Only the lines from the first line of the records through the line containing "both feed inboxes" belong in the answer. Copy them exactly.

┌──

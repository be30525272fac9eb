//! TUI runtime: owns the terminal, runs the event loop, executes effects.
//!
//! This is the "Elm runtime" boundary: all side effects happen here. The
//! reducer stays pure and produces effects; this module executes them.
//!
//! The dialog service and the trigger's output channel both feed inboxes
//! the runtime drains each frame, so everything runs on one thread in
//! reaction to discrete events.

use std::io::Stdout;
use std::time::{Duration, Instant};

use anyhow::{Context, Result};
use crossterm::event::{self, Event, KeyEventKind};
use ratatui::Terminal;
use ratatui::backend::CrosstermBackend;
use solpick_core::{PickerTrigger, Wallet, WalletName};
use tokio::sync::mpsc;

use crate::dialog::{OpenedDialog, TuiDialogService};
use crate::effects::UiEffect;
use crate::events::UiEvent;
use crate::state::AppState;
use crate::{render, terminal, update};

/// Poll cadence while the user is interacting.
const FRAME_DURATION: Duration = Duration::from_millis(16);

/// Poll cadence when idle; longer timeout reduces CPU usage.
const IDLE_POLL_DURATION: Duration = Duration::from_millis(100);

/// Full-screen demo host runtime.
///
/// Terminal state is restored on drop, so panics and errors unwind
/// cleanly back to a usable shell.
pub struct TuiRuntime {
    terminal: Terminal<CrosstermBackend<Stdout>>,
    pub state: AppState,
    trigger: PickerTrigger<TuiDialogService>,
    dialog_rx: mpsc::UnboundedReceiver<OpenedDialog>,
    selection_rx: mpsc::UnboundedReceiver<WalletName>,
    last_input: Instant,
}

impl TuiRuntime {
    pub fn new(wallets: Vec<Wallet>, panel_class: Vec<String>) -> Result<Self> {
        // Panic hook BEFORE entering the alternate screen.
        terminal::install_panic_hook();
        let terminal = terminal::setup_terminal().context("Failed to setup terminal")?;

        let (service, dialog_rx) = TuiDialogService::new();
        let (selection_tx, selection_rx) = mpsc::unbounded_channel();
        let trigger = PickerTrigger::with_panel_class(service, selection_tx, panel_class);

        Ok(Self {
            terminal,
            state: AppState::new(wallets),
            trigger,
            dialog_rx,
            selection_rx,
            last_input: Instant::now(),
        })
    }

    /// Runs the event loop until quit; returns the last selection, if any.
    pub fn run(&mut self) -> Result<Option<WalletName>> {
        self.event_loop()?;
        Ok(self.state.tui.connected.clone())
    }

    fn event_loop(&mut self) -> Result<()> {
        let mut dirty = true; // Start dirty to ensure initial render

        while !self.state.tui.should_quit {
            let events = self.collect_events()?;

            for event in events {
                if !matches!(event, UiEvent::Tick) {
                    dirty = true;
                }
                if matches!(event, UiEvent::Key(_)) {
                    self.last_input = Instant::now();
                }

                let effects = update::update(&mut self.state, event);
                self.execute_effects(effects);
            }

            if dirty {
                self.terminal
                    .draw(|frame| render::render(&self.state, frame))?;
                dirty = false;
            }
        }

        Ok(())
    }

    /// Collects events from all sources: terminal input, the dialog-service
    /// inbox, and the trigger's selection channel.
    fn collect_events(&mut self) -> Result<Vec<UiEvent>> {
        let mut events = Vec::new();

        // Close notifications first, so selections forwarded by the trigger
        // are visible in the same frame.
        self.trigger.poll_closed();
        self.state.tui.picker_open = self.trigger.is_open();

        while let Ok(opened) = self.dialog_rx.try_recv() {
            events.push(UiEvent::DialogOpened(opened));
        }
        while let Ok(name) = self.selection_rx.try_recv() {
            events.push(UiEvent::WalletSelected(name));
        }

        // Fast cadence right after input keeps navigation snappy; otherwise
        // poll slowly. Skip the wait entirely when events are queued.
        let recently_active = self.last_input.elapsed() < IDLE_POLL_DURATION;
        let poll_duration = if !events.is_empty() {
            Duration::ZERO
        } else if recently_active {
            FRAME_DURATION
        } else {
            IDLE_POLL_DURATION
        };

        if event::poll(poll_duration)? {
            while event::poll(Duration::ZERO)? {
                match event::read()? {
                    Event::Key(key) if key.kind != KeyEventKind::Release => {
                        events.push(UiEvent::Key(key));
                    }
                    Event::Resize(_, _) => events.push(UiEvent::Resize),
                    _ => {}
                }
            }
        }

        events.push(UiEvent::Tick);
        Ok(events)
    }

    fn execute_effects(&mut self, effects: Vec<UiEffect>) {
        for effect in effects {
            self.execute_effect(effect);
        }
    }

    fn execute_effect(&mut self, effect: UiEffect) {
        match effect {
            UiEffect::Quit => self.state.tui.should_quit = true,
            UiEffect::OpenPicker => {
                self.trigger.open(self.state.tui.wallets.clone());
                self.state.tui.picker_open = self.trigger.is_open();
            }
        }
    }
}

impl Drop for TuiRuntime {
    fn drop(&mut self) {
        let _ = terminal::restore_terminal();
    }
}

└──

(Exercise solution)
repository be30525272fac9eb
//! TUI runtime: owns the terminal, runs the event loop, executes effects.
//!
//! This is the "Elm runtime" boundary: all side effects happen here. The
//! reducer stays pure and produces effects; this module executes them.
//!
//! The dialog service and the trigger's output channel both feed inboxes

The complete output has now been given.